The petition will include the date of death, the beneficiaries named in the will, the heirs if the will is invalid, and an estimate of the value of the estate. When a person dies, who inherits depends on whether there is a will and who the living relatives are and their relationship to the person who died. When the person who died (the deceased) had a will, then the will must be filed with the Surrogacy Court and admitted (approved) for legalization. The Surrogate must be satisfied that the will is legally acceptable before appointing an executor to deliver the inheritance (everything of value) that belonged to the person who died and fulfill their wishes.

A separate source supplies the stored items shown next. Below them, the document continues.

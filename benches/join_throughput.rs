// Copyright (c) 2024-2025 DeepGraph Inc.
// SPDX-License-Identifier: Apache-2.0
//
//! Benchmark for join throughput
//!
//! Runs the same two-pattern chain query with every join algorithm, with and
//! without scan skipping, and with worker threads for the hash join builds.

use rdflite::operator::set_skipping_enabled;
use rdflite::plan::{Node, PatternSlot, QueryGraph, SubQuery};
use rdflite::storage::{DataOrder, Triple};
use rdflite::{Database, ExecutionConfig, MemoryDatabase, Plan, QueryExecutor};
use std::collections::BTreeSet;
use std::sync::Arc;
use std::time::Instant;

const P1: u32 = 1_000_000;
const P2: u32 = 1_000_001;
const ITERATIONS: usize = 20;

fn chain_query() -> QueryGraph {
    let mut query = QueryGraph::new(
        SubQuery::new()
            .with_node(Node::new(
                PatternSlot::Variable(0),
                PatternSlot::Constant(P1),
                PatternSlot::Variable(1),
            ))
            .with_node(Node::new(
                PatternSlot::Variable(1),
                PatternSlot::Constant(P2),
                PatternSlot::Variable(2),
            )),
    );
    query.add_projection(0);
    query.add_projection(2);
    query
}

fn measure(name: &str, executor: &QueryExecutor, query: &QueryGraph, plan: &Plan) {
    let start = Instant::now();
    let mut rows = 0;
    for _ in 0..ITERATIONS {
        match executor.execute(query, Some(plan)) {
            Ok(result) => rows = result.total_count(),
            Err(e) => {
                println!("  {}: failed: {}", name, e);
                return;
            }
        }
    }
    let duration = start.elapsed();
    println!(
        "  {:<28} {:>8} rows  {:>10.2?}/query  {:>8.1} queries/sec",
        name,
        rows,
        duration / ITERATIONS as u32,
        ITERATIONS as f64 / duration.as_secs_f64()
    );
}

fn main() {
    println!("=== Join Throughput Benchmark ===\n");

    // a sparse left side joined to a dense right side, so skipping pays off
    let mut rng = fastrand::Rng::with_seed(17);
    let mut triples = BTreeSet::new();
    for _ in 0..2_000 {
        triples.insert(Triple::new(rng.u32(0..50_000), P1, rng.u32(0..50_000)));
    }
    for _ in 0..200_000 {
        triples.insert(Triple::new(rng.u32(0..50_000), P2, rng.u32(0..50_000)));
    }
    println!("Loaded {} triples\n", triples.len());
    let db = Arc::new(MemoryDatabase::with_triples(triples));

    let query = chain_query();
    let left = || Plan::index_scan(DataOrder::PredicateObjectSubject, 0, 2_000.0);
    let right = || Plan::index_scan(DataOrder::PredicateSubjectObject, 1, 200_000.0);
    let plans = [
        ("merge join", Plan::merge_join(left(), right(), 1, 8_000.0)),
        ("hash join (build small)", Plan::hash_join(left(), right(), 8_000.0)),
        ("hash join (build large)", Plan::hash_join(right(), left(), 8_000.0)),
    ];

    let single = QueryExecutor::new(db.clone() as Arc<dyn Database>)
        .with_config(ExecutionConfig::default());
    for skipping in [false, true] {
        set_skipping_enabled(skipping);
        println!("📊 Single threaded, skipping {}:", if skipping { "on" } else { "off" });
        for (name, plan) in &plans {
            measure(name, &single, &query, plan);
        }
        println!();
    }

    let threaded = QueryExecutor::new(db as Arc<dyn Database>).with_config(ExecutionConfig {
        worker_threads: 4,
        ..Default::default()
    });
    println!("📊 Four worker threads, skipping on:");
    for (name, plan) in &plans {
        measure(name, &threaded, &query, plan);
    }
}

With small estates, the court may appoint an executor named in the deceased's will, or an heir to the deceased if he did not leave a will, as a voluntary administrator. The court will then issue a certificate for each asset that the administrator collects and distributes. Beneficiaries who will inherit something under the will must be notified (officially informed) of the probate procedure. A family member or friend will have to ask the court for the right to act as executor, unless legalization is not necessary. The probate hearing allows the court to formally appoint someone to oversee distribution of assets and other aspects of liquidating your estate. Another common way to avoid probate is to use beneficiary designations to transfer ownership after your death.
This means that you can designate someone to receive certain assets upon your death without having to go through probate court. Claims rejected by the executor can be taken to court, where a probate judge will have the final say on whether or not they are justified. You'll want to avoid probate court if you can, but many of the steps in the probate process are steps you'll need to take regardless of whether or not you go through probate court. If you plan to sell those assets during estate settlement or pass them on to a beneficiary, you'll need to go through estate proceedings. After death of an asset holder, court appoints an executor named in will or an administrator (if there is no will) to administer probate process. One way to reduce burden and headache of probate, or even avoid it altogether, is to create a trust.
With good estate planning, you can avoid requiring loved ones to go through probate process to distribute their assets after their death. If deceased person's estate is insolvent (debts exceed assets), trustee may decide not to initiate estate. In addition, much of delay and bureaucracy commonly associated with probate is result of tax laws and tax reporting requirements, which cannot be eliminated through living trust and estate evasion.